Methane emissions set another record in 2021, carbon dioxide also soars


Gepubliceerd op 13 april 2022

NOAA scientists released an article stating that methane emissions, the second biggest threat to human-caused global warming after carbon dioxide, rose again to a record level in 2021.

Scientists from the National Oceanic and Atmospheric Administration (NOAA) based these findings on an analysis of data from their global sampling network. The preliminary analysis showed an annual increase of atmospheric methane in 2021 of 17 parts per billon, the largest increase since such measurements began in 1983. The previous largest annual increase of atmospheric methane was in 2020, which had an increase of 15.3 ppb, despite COVID-19 pandemic shutdowns, the latest analysis shows.

Global methane emissions in 2021 were 15% higher on average than the 1984-2006 period, an NOAA Global Monitoring Laboratory graphic shows. Scientists also found that levels of another heat-trapping greenhouse gas, carbon dioxide, the main driver of climate change, continued to increase at historically high rates. The global surface average of carbon dioxide in 2021 was 414.7 parts per million, according to the NOAA analysis, representing an increase of 2.66 ppm over the 2020 average, and marking the 10th consecutive year carbon dioxide increased by more than 2 ppm.

Our data show that global emissions continue to move in the wrong direction at a rapid pace. The evidence is consistent, alarming and undeniable. We need to build a Climate Ready Nation to adapt for what's already here and prepare for what's to come. At the same time, we can no longer afford to delay urgent and effective action needed to address the cause of the problem -- greenhouse gas pollution.

Reducing methane emissions is an important tool we can use right now to lessen the impacts of climate change in the near term, and rapidly reduce the rate of warming. Let's not forget that methane also contributes to ground-level ozone formation, which causes roughly 500,000 premature deaths each year around the world.

NOAA Administrator Rick Spinrad, Ph.D.

Scientists note that this breakup of ice in the Canada Basin of the Arctic is a result of global warming. Photo made from the U.S. Coast Guard Icebreaker Healy. UPI/Jeremy Potter/NOAA

Scientists note that this breakup of ice in the Canada Basin of the Arctic is a result of global warming.
Photo made from the U.S. Coast Guard Icebreaker Healy. UPI/Jeremy Potter/NOAA

Last year, human activity emitted an estimated 36 billion tons of carbon dioxide into the atmosphere, and roughly 640 million tons of methane were emitted during the same period, according to the NOAA. Methane resides in the atmosphere for approximately nine years, but the present carbon dioxide emissions will warm the planet for thousands of years, the NOAA noted.

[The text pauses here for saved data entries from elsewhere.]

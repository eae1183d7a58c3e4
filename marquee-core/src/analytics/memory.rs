//! In-memory analytics backend for development mode and tests.

use async_trait::async_trait;
use marquee_search::Movie;
use parking_lot::RwLock;

use super::{AnalyticsError, NewTrendingRecord, SearchAnalytics, TrendingRecord};

/// Search tallies held in process memory.
#[derive(Debug, Default)]
pub struct InMemoryAnalytics {
    records: RwLock<Vec<TrendingRecord>>,
}

impl InMemoryAnalytics {
    /// Creates an empty store.
    pub fn new() -> Self {
        Self::default()
    }

    /// Creates a store pre-populated with records.
    pub fn with_records(records: Vec<TrendingRecord>) -> Self {
        Self {
            records: RwLock::new(records),
        }
    }

    /// Snapshot of all records in insertion order.
    pub fn records(&self) -> Vec<TrendingRecord> {
        self.records.read().clone()
    }
}

#[async_trait]
impl SearchAnalytics for InMemoryAnalytics {
    async fn record_search(&self, search_term: &str, movie: &Movie) -> Result<(), AnalyticsError> {
        let mut records = self.records.write();

        if let Some(record) = records
            .iter_mut()
            .find(|record| record.search_term == search_term)
        {
            record.count += 1;
            return Ok(());
        }

        let id = uuid::Uuid::new_v4().simple().to_string();
        records.push(NewTrendingRecord::from_search(search_term, movie).into_record(id));
        Ok(())
    }

    async fn top_searches(&self, limit: usize) -> Result<Vec<TrendingRecord>, AnalyticsError> {
        let mut records = self.records();
        // stable sort keeps first-recorded terms ahead on ties
        records.sort_by(|a, b| b.count.cmp(&a.count));
        records.truncate(limit);
        Ok(records)
    }

    fn name(&self) -> &'static str {
        "memory"
    }
}
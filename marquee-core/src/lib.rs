//! Marquee Core - search controller, analytics and configuration
//!
//! This crate owns everything between the movie provider and the rendered
//! page: the debounced search session actor, the trending-search analytics
//! backends, runtime configuration and logging setup.

pub mod analytics;
pub mod config;
pub mod controller;
pub mod mode;
pub mod server_components;
pub mod tracing_setup;

use marquee_search::MovieSearchError;

// Re-export main types for convenient access
pub use analytics::{AnalyticsError, SearchAnalytics, TrendingRecord};
pub use config::{ConfigError, MarqueeConfig};
pub use controller::{ControllerError, ControllerHandle, SearchSession, spawn_controller};
pub use mode::RuntimeMode;
pub use server_components::ServerComponents;

/// Core errors that can bubble up from any Marquee subsystem.
#[derive(Debug, thiserror::Error)]
pub enum MarqueeError {
    #[error("Configuration error: {0}")]
    Config(#[from] ConfigError),

    #[error("Movie search error: {0}")]
    Search(#[from] MovieSearchError),

    #[error("Analytics error: {0}")]
    Analytics(#[from] AnalyticsError),

    #[error("Controller error: {0}")]
    Controller(#[from] ControllerError),

    #[error("I/O error: {0}")]
    Io(#[from] std::io::Error),
}

impl MarqueeError {
    /// Returns a user-friendly error message suitable for display.
    pub fn user_message(&self) -> String {
        match self {
            MarqueeError::Config(ConfigError::MissingVariable { name }) => {
                format!("Missing configuration: set {name}")
            }
            MarqueeError::Config(ConfigError::InvalidValue { name, .. }) => {
                format!("Invalid configuration value for {name}")
            }
            MarqueeError::Search(e) => e.user_message(),
            MarqueeError::Analytics(_) => "Search statistics are unavailable".to_string(),
            MarqueeError::Controller(_) => "Search service is not running".to_string(),
            MarqueeError::Io(_) => "File system error occurred".to_string(),
        }
    }

    /// Checks if this error is due to user-supplied configuration.
    pub fn is_user_error(&self) -> bool {
        matches!(self, MarqueeError::Config(_))
    }
}

pub type Result<T> = std::result::Result<T, MarqueeError>;
//! Marquee CLI - Command-line interface
//!
//! Starts the web server or runs one-off searches against the configured
//! movie provider and analytics backend.

mod commands;

use std::path::PathBuf;

use clap::Parser;
use marquee_core::tracing_setup::{CliLogLevel, init_tracing};
use marquee_core::{MarqueeConfig, MarqueeError, RuntimeMode};

#[derive(Parser)]
#[command(name = "marquee")]
#[command(about = "Debounced movie search with trending analytics")]
#[command(version)]
struct Cli {
    /// Console log level; RUST_LOG takes precedence
    #[arg(long, global = true, value_enum, default_value_t = CliLogLevel::Info)]
    log_level: CliLogLevel,

    /// Runtime mode: production uses TMDB and Appwrite, development runs offline
    #[arg(long, global = true, default_value_t = RuntimeMode::Development)]
    mode: RuntimeMode,

    /// Directory for the per-run trace log
    #[arg(long, global = true, default_value = "logs")]
    logs_dir: PathBuf,

    #[command(subcommand)]
    command: commands::Commands,
}

#[tokio::main]
async fn main() -> anyhow::Result<()> {
    let cli = Cli::parse();

    let log_path = init_tracing(cli.log_level.as_tracing_level(), Some(&cli.logs_dir))?;
    tracing::debug!(path = %log_path.display(), mode = %cli.mode, "Trace log initialised");

    match run(cli).await {
        Err(e) => match e.downcast_ref::<MarqueeError>() {
            Some(marquee_error) if marquee_error.is_user_error() => {
                eprintln!("{}", marquee_error.user_message());
                std::process::exit(2);
            }
            _ => Err(e),
        },
        Ok(()) => Ok(()),
    }
}

async fn run(cli: Cli) -> anyhow::Result<()> {
    let config = MarqueeConfig::from_env(cli.mode).map_err(MarqueeError::from)?;
    commands::handle_command(cli.command, config, cli.mode).await
}
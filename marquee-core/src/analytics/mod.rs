//! Search analytics: tallies of which search terms led to which movie.
//!
//! The controller records the top result of every successful non-empty search
//! and reads the most frequent terms back as the trending list. Both calls are
//! best-effort: recording failures are logged by the caller and trending
//! failures collapse to an empty list.

use async_trait::async_trait;
use marquee_search::Movie;
use serde::{Deserialize, Serialize};

pub mod appwrite;
pub mod memory;

pub use appwrite::AppwriteAnalytics;
pub use memory::InMemoryAnalytics;

/// Errors raised by analytics backends.
#[derive(Debug, thiserror::Error, Clone, PartialEq)]
pub enum AnalyticsError {
    #[error("Analytics request failed: {reason}")]
    Request { reason: String },

    #[error("Analytics store returned status {status}: {body}")]
    UnexpectedStatus { status: u16, body: String },

    #[error("Failed to parse analytics response: {reason}")]
    Parse { reason: String },

    #[error("Analytics backend unavailable: {reason}")]
    Unavailable { reason: String },
}

/// A stored tally for one search term.
#[derive(Debug, Clone, Serialize, Deserialize, PartialEq)]
pub struct TrendingRecord {
    /// Store-assigned document id
    #[serde(rename = "$id")]
    pub id: String,
    #[serde(rename = "searchTerm")]
    pub search_term: String,
    #[serde(default)]
    pub count: u64,
    #[serde(default)]
    pub movie_id: u64,
    #[serde(default)]
    pub title: String,
    #[serde(default)]
    pub poster_url: String,
}

/// Document body for a first-time search term.
#[derive(Debug, Clone, Serialize, PartialEq)]
pub struct NewTrendingRecord {
    #[serde(rename = "searchTerm")]
    pub search_term: String,
    pub count: u64,
    pub movie_id: u64,
    pub title: String,
    pub poster_url: String,
}

impl NewTrendingRecord {
    /// Builds the initial record for a term and its top movie.
    pub fn from_search(search_term: &str, movie: &Movie) -> Self {
        Self {
            search_term: search_term.to_string(),
            count: 1,
            movie_id: movie.id,
            title: movie.title.clone(),
            poster_url: movie.poster_url_or_placeholder(),
        }
    }

    /// Attaches a document id.
    pub fn into_record(self, id: String) -> TrendingRecord {
        TrendingRecord {
            id,
            search_term: self.search_term,
            count: self.count,
            movie_id: self.movie_id,
            title: self.title,
            poster_url: self.poster_url,
        }
    }
}

/// Backend storing search tallies.
#[async_trait]
pub trait SearchAnalytics: Send + Sync + std::fmt::Debug {
    /// Increments the tally for `search_term`, creating it with count 1 and
    /// the movie's id, title and poster when absent.
    ///
    /// # Errors
    /// - `AnalyticsError::Request` - The store could not be reached
    /// - `AnalyticsError::UnexpectedStatus` - The store rejected the call
    /// - `AnalyticsError::Parse` - The store's answer was not understood
    async fn record_search(&self, search_term: &str, movie: &Movie) -> Result<(), AnalyticsError>;

    /// Returns up to `limit` records ordered by descending count.
    ///
    /// # Errors
    /// - `AnalyticsError::Request` - The store could not be reached
    /// - `AnalyticsError::UnexpectedStatus` - The store rejected the call
    /// - `AnalyticsError::Parse` - The store's answer was not understood
    async fn top_searches(&self, limit: usize) -> Result<Vec<TrendingRecord>, AnalyticsError>;

    /// Trending list for display; any backend error yields an empty list.
    async fn trending(&self, limit: usize) -> Vec<TrendingRecord> {
        match self.top_searches(limit).await {
            Ok(records) => records,
            Err(e) => {
                tracing::error!(
                    backend = self.name(),
                    error = %e,
                    "Failed to load trending searches"
                );
                Vec::new()
            }
        }
    }

    /// Backend name for logging.
    fn name(&self) -> &'static str;
}
//! Full page handlers using the component system

pub mod home;

pub use home::home_page;
//! CLI command implementations

use clap::Subcommand;
use marquee_core::{MarqueeConfig, MarqueeError, RuntimeMode, ServerComponents, TrendingRecord};
use marquee_search::{Movie, MovieQuery};

/// Available CLI commands
#[derive(Subcommand)]
pub enum Commands {
    /// Start the web server
    Serve {
        /// Host to bind to (overrides MARQUEE_HOST)
        #[arg(long)]
        host: Option<String>,
        /// Port to bind to (overrides MARQUEE_PORT)
        #[arg(short, long)]
        port: Option<u16>,
    },
    /// Search once and print the results
    Search {
        /// Search text; empty lists popular movies
        #[arg(default_value = "")]
        query: String,
    },
    /// Print the most searched terms
    Trending {
        /// Number of entries (overrides MARQUEE_TRENDING_LIMIT)
        #[arg(short, long)]
        limit: Option<usize>,
    },
}

/// Handle the CLI command
///
/// # Errors
/// - `MarqueeError::Search` / `MarqueeError::Analytics` - A client could not be built
/// - `WebError::ServerStartFailed` - The web server could not bind or serve
pub async fn handle_command(
    command: Commands,
    mut config: MarqueeConfig,
    mode: RuntimeMode,
) -> anyhow::Result<()> {
    match command {
        Commands::Serve { host, port } => {
            if let Some(host) = host {
                config.server.host = host;
            }
            if let Some(port) = port {
                config.server.port = port;
            }
            let components = ServerComponents::build(&config, mode)?;
            marquee_web::run_server(config, components).await?;
        }
        Commands::Search { query } => search(&config, mode, &query).await?,
        Commands::Trending { limit } => {
            trending(&config, mode, limit.unwrap_or(config.search.trending_limit)).await?;
        }
    }

    Ok(())
}

/// Runs one search and records its top hit, like the web controller does.
///
/// # Errors
/// - `MarqueeError::Search` / `MarqueeError::Analytics` - A client could not be built
async fn search(
    config: &MarqueeConfig,
    mode: RuntimeMode,
    text: &str,
) -> Result<(), MarqueeError> {
    let (search, analytics) = ServerComponents::collaborators(config, mode)?;
    let query = MovieQuery::from_term(text);

    let movies = match search.fetch(&query).await {
        Ok(movies) => movies,
        Err(e) => {
            tracing::warn!(%query, error = %e, "Search failed");
            println!("{}", e.user_message());
            return Ok(());
        }
    };

    println!("{query}");
    println!("{:-<72}", "");
    for movie in &movies {
        println!("{}", movie_row(movie));
    }

    if let (Some(term), Some(top)) = (query.term(), movies.first())
        && let Err(e) = analytics.record_search(term, top).await
    {
        tracing::warn!(backend = analytics.name(), error = %e, "Failed to record search");
    }

    Ok(())
}

/// Prints the trending list.
///
/// # Errors
/// - `MarqueeError::Search` / `MarqueeError::Analytics` - A client could not be built
async fn trending(
    config: &MarqueeConfig,
    mode: RuntimeMode,
    limit: usize,
) -> Result<(), MarqueeError> {
    let (_, analytics) = ServerComponents::collaborators(config, mode)?;
    let records = analytics.trending(limit).await;

    if records.is_empty() {
        println!("No trending searches yet.");
        return Ok(());
    }

    for (index, record) in records.iter().enumerate() {
        println!("{}", trending_row(index + 1, record));
    }
    Ok(())
}

fn movie_row(movie: &Movie) -> String {
    format!(
        "{:<44} {:>5}  {:<4} {:>4}",
        movie.title,
        movie.rating_label(),
        movie.original_language,
        movie.release_year()
    )
}

fn trending_row(rank: usize, record: &TrendingRecord) -> String {
    format!(
        "{rank:>2}. {} ({} searches) - {}",
        record.search_term, record.count, record.title
    )
}
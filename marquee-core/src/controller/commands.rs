//! Messages understood by the search controller actor.

use tokio::sync::oneshot;

use super::state::{SearchSession, SessionEvent};

/// Commands sent through a [`super::ControllerHandle`].
pub enum ControllerCommand {
    /// Replace the search box text.
    SetSearchTerm { text: String },
    /// Get a copy of the current session for rendering.
    Snapshot {
        responder: oneshot::Sender<SearchSession>,
    },
    /// Stop the actor, aborting any pending debounce.
    Shutdown { responder: oneshot::Sender<()> },
}

/// Completions posted back by tasks the actor spawned.
#[derive(Debug)]
pub enum ControllerEvent {
    /// A debounce window closed; stale tickets are ignored.
    DebounceElapsed { ticket: u64, text: String },
    /// A background fetch or trending load finished.
    Completed(SessionEvent),
}
//! Integration tests for the search controller.
//!
//! These tests drive the actor through its public handle with mocked
//! collaborators and tokio's paused clock, covering debounce timing, fetch
//! outcomes, loading transitions and analytics side effects.

use std::sync::Arc;
use std::time::Duration;

use marquee_core::config::SearchConfig;
use marquee_core::controller::{
    ControllerError, ControllerHandle, MockMovieProvider, RecordingAnalytics, ResultsView,
    SearchSession, sample_movie, sample_trending, spawn_controller,
};
use marquee_search::{MovieQuery, MovieSearchError};

const DEBOUNCE: Duration = Duration::from_millis(500);

/// Test fixture wiring a controller to mock collaborators.
struct ControllerFixture {
    handle: ControllerHandle,
    provider: MockMovieProvider,
    analytics: RecordingAnalytics,
}

impl ControllerFixture {
    fn new() -> Self {
        Self::with(MockMovieProvider::new(), RecordingAnalytics::new())
    }

    fn with(provider: MockMovieProvider, analytics: RecordingAnalytics) -> Self {
        let config = SearchConfig {
            debounce: DEBOUNCE,
            trending_limit: 5,
        };
        let handle = spawn_controller(&config, provider.service(), Arc::new(analytics.clone()));

        Self {
            handle,
            provider,
            analytics,
        }
    }

    /// Lets spawned tasks run without crossing a debounce deadline.
    async fn settle(&self) {
        tokio::time::sleep(Duration::from_millis(1)).await;
    }

    async fn type_text(&self, text: &str) {
        self.handle.set_search_term(text).await.unwrap();
    }

    /// Types `text` and waits past the debounce window.
    async fn search(&self, text: &str) -> SearchSession {
        self.type_text(text).await;
        tokio::time::sleep(DEBOUNCE + Duration::from_millis(10)).await;
        self.snapshot().await
    }

    async fn snapshot(&self) -> SearchSession {
        self.handle.snapshot().await.unwrap()
    }
}

#[tokio::test(start_paused = true)]
async fn test_start_fetches_popular_and_trending_once() {
    let analytics = RecordingAnalytics::new()
        .with_trending(vec![sample_trending("matrix", 4), sample_trending("alien", 2)]);
    let fixture = ControllerFixture::with(MockMovieProvider::new(), analytics);
    fixture.settle().await;

    let session = fixture.snapshot().await;
    assert_eq!(fixture.provider.calls(), vec![MovieQuery::Popular]);
    assert_eq!(session.movies, vec![sample_movie(1, "Popular Movie")]);
    assert!(!session.loading);
    assert_eq!(session.error_message, None);
    assert_eq!(session.trending.len(), 2);
    assert_eq!(session.trending[0].search_term, "matrix");

    fixture.search("dune").await;
    assert_eq!(fixture.analytics.trending_calls(), 1);
}

#[tokio::test(start_paused = true)]
async fn test_popular_results_are_not_recorded() {
    let fixture = ControllerFixture::new();
    fixture.settle().await;

    assert!(fixture.analytics.recorded().is_empty());
}

#[tokio::test(start_paused = true)]
async fn test_raw_input_updates_immediately() {
    let fixture = ControllerFixture::new();
    fixture.settle().await;

    fixture.type_text("mat").await;
    let session = fixture.snapshot().await;

    assert_eq!(session.search_term, "mat");
    assert_eq!(session.debounced_term, "");
    assert_eq!(fixture.provider.calls(), vec![MovieQuery::Popular]);
}

#[tokio::test(start_paused = true)]
async fn test_burst_typing_issues_one_fetch_with_final_text() {
    let fixture = ControllerFixture::new();
    fixture.settle().await;

    for text in ["m", "ma", "mat", "matr", "matrix"] {
        fixture.type_text(text).await;
        tokio::time::sleep(Duration::from_millis(100)).await;
    }

    // 400ms since the last keystroke: still inside the window.
    tokio::time::sleep(Duration::from_millis(300)).await;
    assert_eq!(fixture.provider.calls(), vec![MovieQuery::Popular]);

    tokio::time::sleep(Duration::from_millis(200)).await;
    assert_eq!(
        fixture.provider.calls(),
        vec![
            MovieQuery::Popular,
            MovieQuery::Search("matrix".to_string())
        ]
    );

    let session = fixture.snapshot().await;
    assert_eq!(session.debounced_term, "matrix");
    assert_eq!(session.movies[0].title, "matrix");
}

#[tokio::test(start_paused = true)]
async fn test_clearing_input_fetches_popular_again() {
    let fixture = ControllerFixture::new();
    fixture.settle().await;

    fixture.search("alien").await;
    let session = fixture.search("").await;

    assert_eq!(
        fixture.provider.calls(),
        vec![
            MovieQuery::Popular,
            MovieQuery::Search("alien".to_string()),
            MovieQuery::Popular,
        ]
    );
    assert_eq!(session.movies, vec![sample_movie(1, "Popular Movie")]);
}

#[tokio::test(start_paused = true)]
async fn test_unchanged_debounced_term_does_not_refetch() {
    let fixture = ControllerFixture::new();
    fixture.settle().await;

    fixture.search("abc").await;
    fixture.type_text("abcd").await;
    fixture.type_text("abc").await;
    tokio::time::sleep(DEBOUNCE * 2).await;

    assert_eq!(fixture.provider.calls().len(), 2);
}

#[tokio::test(start_paused = true)]
async fn test_api_error_message_is_shown_verbatim() {
    let provider = MockMovieProvider::new().with_response(
        MovieQuery::Search("zzz".to_string()),
        Err(MovieSearchError::ApiError {
            message: "X".to_string(),
        }),
    );
    let fixture = ControllerFixture::with(provider, RecordingAnalytics::new());
    fixture.settle().await;

    let session = fixture.search("zzz").await;

    assert_eq!(session.error_message.as_deref(), Some("X"));
    assert!(session.movies.is_empty());
    assert_eq!(session.results_view(), ResultsView::Error("X"));
    assert!(fixture.analytics.recorded().is_empty());
}

#[tokio::test(start_paused = true)]
async fn test_empty_results_set_error_and_clear_list() {
    let provider = MockMovieProvider::new()
        .with_response(MovieQuery::Search("nothing".to_string()), Ok(Vec::new()));
    let fixture = ControllerFixture::with(provider, RecordingAnalytics::new());
    fixture.settle().await;

    let session = fixture.search("nothing").await;

    assert_eq!(session.error_message.as_deref(), Some("No movies found."));
    assert!(session.movies.is_empty());
    assert!(!session.loading);
}

#[tokio::test(start_paused = true)]
async fn test_transport_failure_shows_generic_message() {
    let provider = MockMovieProvider::new().with_response(
        MovieQuery::Search("down".to_string()),
        Err(MovieSearchError::NetworkError {
            reason: "connection refused".to_string(),
        }),
    );
    let fixture = ControllerFixture::with(provider, RecordingAnalytics::new());
    fixture.settle().await;

    let session = fixture.search("down").await;

    assert_eq!(
        session.error_message.as_deref(),
        Some("Failed to fetch movies. Please try again later.")
    );
    assert!(session.movies.is_empty());
}

#[tokio::test(start_paused = true)]
async fn test_error_clears_on_next_successful_fetch() {
    let provider = MockMovieProvider::new()
        .with_response(MovieQuery::Search("bad".to_string()), Ok(Vec::new()));
    let fixture = ControllerFixture::with(provider, RecordingAnalytics::new());
    fixture.settle().await;

    fixture.search("bad").await;
    let session = fixture.search("good").await;

    assert_eq!(session.error_message, None);
    assert_eq!(session.movies.len(), 2);
}

#[tokio::test(start_paused = true)]
async fn test_successful_search_records_first_result_once() {
    let fixture = ControllerFixture::new();
    fixture.settle().await;

    fixture.search("matrix").await;

    assert_eq!(
        fixture.analytics.recorded(),
        vec![("matrix".to_string(), sample_movie(100, "matrix"))]
    );
}

#[tokio::test(start_paused = true)]
async fn test_record_failure_is_swallowed() {
    let analytics = RecordingAnalytics::new().failing_record();
    let fixture = ControllerFixture::with(MockMovieProvider::new(), analytics);
    fixture.settle().await;

    let session = fixture.search("matrix").await;

    assert_eq!(fixture.analytics.recorded().len(), 1);
    assert_eq!(session.error_message, None);
    assert_eq!(session.movies.len(), 2);
}

#[tokio::test(start_paused = true)]
async fn test_trending_failure_leaves_list_empty_without_error() {
    let analytics = RecordingAnalytics::new()
        .with_trending(vec![sample_trending("matrix", 4)])
        .failing_trending();
    let fixture = ControllerFixture::with(MockMovieProvider::new(), analytics);
    fixture.settle().await;

    let session = fixture.snapshot().await;

    assert_eq!(fixture.analytics.trending_calls(), 1);
    assert!(session.trending.is_empty());
    assert!(!session.shows_trending());
    assert_eq!(session.error_message, None);
}

#[tokio::test(start_paused = true)]
async fn test_loading_spans_an_outstanding_fetch() {
    let provider = MockMovieProvider::new()
        .with_delay(MovieQuery::Search("slow".to_string()), Duration::from_secs(1));
    let fixture = ControllerFixture::with(provider, RecordingAnalytics::new());
    fixture.settle().await;
    assert!(!fixture.snapshot().await.loading);

    let session = fixture.search("slow").await;
    assert!(session.loading);
    assert_eq!(session.results_view(), ResultsView::Loading);

    tokio::time::sleep(Duration::from_secs(1)).await;
    let session = fixture.snapshot().await;
    assert!(!session.loading);
    assert_eq!(session.movies[0].title, "slow");
}

#[tokio::test(start_paused = true)]
async fn test_late_response_overwrites_newer_results() {
    let provider = MockMovieProvider::new()
        .with_delay(MovieQuery::Search("first".to_string()), Duration::from_secs(2));
    let fixture = ControllerFixture::with(provider, RecordingAnalytics::new());
    fixture.settle().await;

    fixture.search("first").await;
    let session = fixture.search("second").await;
    assert_eq!(session.movies[0].title, "second");
    assert_eq!(session.fetch_generation, 3);

    tokio::time::sleep(Duration::from_secs(2)).await;
    let session = fixture.snapshot().await;
    assert_eq!(session.debounced_term, "second");
    assert_eq!(session.movies[0].title, "first");
}

#[tokio::test(start_paused = true)]
async fn test_handle_reports_shutdown() {
    let fixture = ControllerFixture::new();
    fixture.settle().await;

    fixture.type_text("pending").await;
    fixture.handle.shutdown().await.unwrap();
    tokio::time::sleep(DEBOUNCE * 2).await;

    assert_eq!(fixture.provider.calls(), vec![MovieQuery::Popular]);
    assert_eq!(
        fixture.handle.set_search_term("late").await,
        Err(ControllerError::Shutdown)
    );
    assert!(matches!(
        fixture.handle.snapshot().await,
        Err(ControllerError::Shutdown)
    ));
}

The effect of carbon dioxide emissions is cumulative. About 40% of the Ford Model T emissions from 1911 are still in the air today. We're halfway to doubling the abundance of carbon dioxide that was in the atmosphere at the start of the Industrial Revolution.

Pieter Tans, senior scientist with Global Monitoring Laboratory

The finding shows the huge challenges global policy makers who signed the Global Methane Pledge, which aims to cut emissions by 30% by the end of the decade, face. Carbon dioxide is mainly emitted through the combustion of fossil fuels for energy and transportation, according to the Environmental Protection Agency.

Though carbon dioxide remains in the atmosphere longer than methane, methane is roughly 25 times more powerful at trapping heat in the atmosphere, which gives it a critical role in the rate of climate change, according to the NOAA. Fossil fuel production, transport and use, decay in wetlands, and grazing animals such as cows generate methane, and while it's hard to pinpoint the exact cause of the methane increase, scientists estimate fossil fuel production contributes roughly 30% of total emissions, NOAA further noted.